## [Task]
Transcribe all records, preserving every character.

## [Input records]
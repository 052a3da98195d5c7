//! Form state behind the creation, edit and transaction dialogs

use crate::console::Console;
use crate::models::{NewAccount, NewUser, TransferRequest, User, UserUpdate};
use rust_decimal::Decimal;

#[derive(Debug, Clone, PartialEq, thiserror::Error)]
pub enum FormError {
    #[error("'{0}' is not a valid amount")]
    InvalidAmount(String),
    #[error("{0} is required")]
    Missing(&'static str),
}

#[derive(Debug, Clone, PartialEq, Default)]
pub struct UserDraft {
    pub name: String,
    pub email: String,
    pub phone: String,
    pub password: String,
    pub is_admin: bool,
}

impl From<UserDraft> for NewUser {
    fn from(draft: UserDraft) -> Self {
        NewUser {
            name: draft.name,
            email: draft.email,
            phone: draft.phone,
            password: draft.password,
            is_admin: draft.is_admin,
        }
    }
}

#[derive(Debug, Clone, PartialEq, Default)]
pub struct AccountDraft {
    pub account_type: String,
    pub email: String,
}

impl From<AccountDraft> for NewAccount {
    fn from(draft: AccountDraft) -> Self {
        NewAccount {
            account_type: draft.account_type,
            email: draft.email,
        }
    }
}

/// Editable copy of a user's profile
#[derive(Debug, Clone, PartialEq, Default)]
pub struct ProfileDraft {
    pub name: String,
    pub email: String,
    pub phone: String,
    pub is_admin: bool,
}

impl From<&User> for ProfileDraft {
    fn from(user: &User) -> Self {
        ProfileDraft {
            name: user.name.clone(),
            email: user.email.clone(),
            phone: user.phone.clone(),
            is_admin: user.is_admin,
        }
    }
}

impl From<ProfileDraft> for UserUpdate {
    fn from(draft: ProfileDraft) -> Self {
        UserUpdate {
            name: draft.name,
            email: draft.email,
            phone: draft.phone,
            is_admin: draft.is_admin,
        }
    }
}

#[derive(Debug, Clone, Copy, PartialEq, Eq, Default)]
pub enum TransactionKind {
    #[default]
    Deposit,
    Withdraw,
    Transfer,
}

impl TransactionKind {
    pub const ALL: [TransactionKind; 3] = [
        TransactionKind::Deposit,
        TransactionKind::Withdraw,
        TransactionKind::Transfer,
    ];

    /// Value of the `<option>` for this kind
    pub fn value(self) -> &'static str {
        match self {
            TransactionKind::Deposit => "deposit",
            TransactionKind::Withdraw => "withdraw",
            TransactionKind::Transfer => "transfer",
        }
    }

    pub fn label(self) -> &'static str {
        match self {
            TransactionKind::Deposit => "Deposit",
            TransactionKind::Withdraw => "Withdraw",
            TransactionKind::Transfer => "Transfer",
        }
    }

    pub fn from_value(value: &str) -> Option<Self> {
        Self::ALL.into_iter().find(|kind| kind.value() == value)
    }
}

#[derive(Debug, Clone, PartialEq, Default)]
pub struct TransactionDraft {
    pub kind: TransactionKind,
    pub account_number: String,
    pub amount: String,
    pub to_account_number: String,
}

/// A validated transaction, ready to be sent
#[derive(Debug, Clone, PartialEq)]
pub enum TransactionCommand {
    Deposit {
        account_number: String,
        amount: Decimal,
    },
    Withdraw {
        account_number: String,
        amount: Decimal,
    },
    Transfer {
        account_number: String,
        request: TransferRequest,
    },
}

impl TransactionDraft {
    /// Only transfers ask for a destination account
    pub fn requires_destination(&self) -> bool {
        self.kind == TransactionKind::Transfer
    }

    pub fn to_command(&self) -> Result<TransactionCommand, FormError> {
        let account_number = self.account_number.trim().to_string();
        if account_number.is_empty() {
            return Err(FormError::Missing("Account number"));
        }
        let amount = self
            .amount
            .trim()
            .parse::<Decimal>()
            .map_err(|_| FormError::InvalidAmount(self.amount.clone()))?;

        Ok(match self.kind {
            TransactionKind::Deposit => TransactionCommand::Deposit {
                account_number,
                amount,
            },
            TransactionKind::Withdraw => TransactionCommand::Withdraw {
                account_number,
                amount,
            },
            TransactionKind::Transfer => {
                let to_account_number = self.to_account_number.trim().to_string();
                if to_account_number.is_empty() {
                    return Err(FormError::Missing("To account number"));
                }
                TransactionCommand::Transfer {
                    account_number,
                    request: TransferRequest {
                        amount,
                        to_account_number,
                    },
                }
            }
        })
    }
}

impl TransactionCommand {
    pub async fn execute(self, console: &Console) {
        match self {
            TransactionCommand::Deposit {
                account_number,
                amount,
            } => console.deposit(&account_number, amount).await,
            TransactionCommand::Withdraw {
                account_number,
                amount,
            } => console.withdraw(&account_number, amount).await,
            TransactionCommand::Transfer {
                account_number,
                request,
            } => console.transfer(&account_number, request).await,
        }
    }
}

## [Response to the exercise]
repository 052a3da98195d5c7
//! Form state behind the creation, edit and transaction dialogs

use crate::console::Console;
use crate::models::{NewAccount, NewUser, TransferRequest, User, UserUpdate};
use rust_decimal::Decimal;

#[derive(Debug, Clone, PartialEq, thiserror::Error)]
pub enum FormError {
    #[error("'{0}' is not a valid amount")]
    InvalidAmount(String),
    #[error("{0} is required")]
    Missing(&'static str),
}

#[derive(Debug, Clone, PartialEq, Default)]
pub struct UserDraft {
    pub name: String,
    pub email: String,
    pub phone: String,
    pub password: String,
    pub is_admin: bool,
}

impl From<UserDraft> for NewUser {
    fn from(draft: UserDraft) -> Self {
        NewUser {
            name: draft.name,
            email: draft.email,
            phone: draft.phone,
            password: draft.password,
            is_admin: draft.is_admin,
        }
    }
}

#[derive(Debug, Clone, PartialEq, Default)]
pub struct AccountDraft {
    pub account_type: String,
    pub email: String,
}

impl From<AccountDraft> for NewAccount {
    fn from(draft: AccountDraft) -> Self {
        NewAccount {
            account_type: draft.account_type,
            email: draft.email,
        }
    }
}

/// Editable copy of a user's profile
#[derive(Debug, Clone, PartialEq, Default)]
pub struct ProfileDraft {
    pub name: String,
    pub email: String,
    pub phone: String,
    pub is_admin: bool,
}

impl From<&User> for ProfileDraft {
    fn from(user: &User) -> Self {
        ProfileDraft {
            name: user.name.clone(),
            email: user.email.clone(),
            phone: user.phone.clone(),
            is_admin: user.is_admin,
        }
    }
}

impl From<ProfileDraft> for UserUpdate {
    fn from(draft: ProfileDraft) -> Self {
        UserUpdate {
            name: draft.name,
            email: draft.email,
            phone: draft.phone,
            is_admin: draft.is_admin,
        }
    }
}

#[derive(Debug, Clone, Copy, PartialEq, Eq, Default)]
pub enum TransactionKind {
    #[default]
    Deposit,
    Withdraw,
    Transfer,
}

impl TransactionKind {
    pub const ALL: [TransactionKind; 3] = [
        TransactionKind::Deposit,
        TransactionKind::Withdraw,
        TransactionKind::Transfer,
    ];

    /// Value of the `<option>` for this kind
    pub fn value(self) -> &'static str {
        match self {
            TransactionKind::Deposit => "deposit",
            TransactionKind::Withdraw => "withdraw",
            TransactionKind::Transfer => "transfer",
        }
    }

    pub fn label(self) -> &'static str {
        match self {
            TransactionKind::Deposit => "Deposit",
            TransactionKind::Withdraw => "Withdraw",
            TransactionKind::Transfer => "Transfer",
        }
    }

    pub fn from_value(value: &str) -> Option<Self> {
        Self::ALL.into_iter().find(|kind| kind.value() == value)
    }
}

#[derive(Debug, Clone, PartialEq, Default)]
pub struct TransactionDraft {
    pub kind: TransactionKind,
    pub account_number: String,
    pub amount: String,
    pub to_account_number: String,
}

/// A validated transaction, ready to be sent
#[derive(Debug, Clone, PartialEq)]
pub enum TransactionCommand {
    Deposit {
        account_number: String,
        amount: Decimal,
    },
    Withdraw {
        account_number: String,
        amount: Decimal,
    },
    Transfer {
        account_number: String,
        request: TransferRequest,
    },
}

impl TransactionDraft {
    /// Only transfers ask for a destination account
    pub fn requires_destination(&self) -> bool {
        self.kind == TransactionKind::Transfer
    }

    pub fn to_command(&self) -> Result<TransactionCommand, FormError> {
        let account_number = self.account_number.trim().to_string();
        if account_number.is_empty() {
            return Err(FormError::Missing("Account number"));
        }
        let amount = self
            .amount
            .trim()
            .parse::<Decimal>()
            .map_err(|_| FormError::InvalidAmount(self.amount.clone()))?;

        Ok(match self.kind {
            TransactionKind::Deposit => TransactionCommand::Deposit {
                account_number,
                amount,
            },
            TransactionKind::Withdraw => TransactionCommand::Withdraw {
                account_number,
                amount,
            },
            TransactionKind::Transfer => {
                let to_account_number = self.to_account_number.trim().to_string();
                if to_account_number.is_empty() {
                    return Err(FormError::Missing("To account number"));
                }
                TransactionCommand::Transfer {
                    account_number,
                    request: TransferRequest {
                        amount,
                        to_account_number,
                    },
                }
            }
        })
    }
}

impl TransactionCommand {
    pub async fn execute(self, console: &Console) {
        match self {
            TransactionCommand::Deposit {
                account_number,
                amount,
            } => console.deposit(&account_number, amount).await,
            TransactionCommand::Withdraw {
                account_number,
                amount,
            } => console.withdraw(&account_number, amount).await,
            TransactionCommand::Transfer {
                account_number,
                request,
            } => console.transfer(&account_number, request).await,
        }
    }
}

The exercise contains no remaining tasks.